(Dataset entries)
-=-=-

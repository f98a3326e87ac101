use anyhow::Result;
use rdkafka::config::ClientConfig;
use rdkafka::producer::{BaseProducer, BaseRecord, Producer};
use std::time::Duration;

use crate::kafka::config::KafkaConfig;

/// Where encoded events go. The driver only ever talks to this trait, so
/// tests can swap the broker for an in-memory sink.
pub trait EventSink {
    fn send(&self, topic: &str, payload: &[u8]) -> Result<()>;
}

pub struct KafkaSink {
    producer: BaseProducer,
}

impl KafkaSink {
    pub fn new(cfg: &KafkaConfig) -> Result<Self> {
        let producer = ClientConfig::new()
            .set("bootstrap.servers", &cfg.brokers)
            .create::<BaseProducer>()?;

        Ok(Self { producer })
    }
}

impl EventSink for KafkaSink {
    /// Fire-and-forget: enqueue the record and return without waiting for
    /// broker acknowledgment. Only a full local queue surfaces as an error.
    fn send(&self, topic: &str, payload: &[u8]) -> Result<()> {
        match self
            .producer
            .send(BaseRecord::<(), [u8]>::to(topic).payload(payload))
        {
            Ok(_) => {}
            Err((err, _record)) => {
                return Err(anyhow::anyhow!("Kafka send error: {}", err));
            }
        }

        // Serve delivery callbacks without blocking the tick.
        self.producer.poll(Duration::ZERO);
        Ok(())
    }
}

impl Drop for KafkaSink {
    fn drop(&mut self) {
        if let Err(e) = self.producer.flush(Duration::from_secs(1)) {
            log::warn!("Flush error on shutdown (ignored): {}", e);
        }
    }
}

-=-=-

Above are the lines; repeat exactly the ones from the line containing "pub trait EventSink" down to the line containing "impl Drop for", both inclusive.

pub trait EventSink {
    fn send(&self, topic: &str, payload: &[u8]) -> Result<()>;
}

pub struct KafkaSink {
    producer: BaseProducer,
}

impl KafkaSink {
    pub fn new(cfg: &KafkaConfig) -> Result<Self> {
        let producer = ClientConfig::new()
            .set("bootstrap.servers", &cfg.brokers)
            .create::<BaseProducer>()?;

        Ok(Self { producer })
    }
}

impl EventSink for KafkaSink {
    /// Fire-and-forget: enqueue the record and return without waiting for
    /// broker acknowledgment. Only a full local queue surfaces as an error.
    fn send(&self, topic: &str, payload: &[u8]) -> Result<()> {
        match self
            .producer
            .send(BaseRecord::<(), [u8]>::to(topic).payload(payload))
        {
            Ok(_) => {}
            Err((err, _record)) => {
                return Err(anyhow::anyhow!("Kafka send error: {}", err));
            }
        }

        // Serve delivery callbacks without blocking the tick.
        self.producer.poll(Duration::ZERO);
        Ok(())
    }
}

impl Drop for KafkaSink {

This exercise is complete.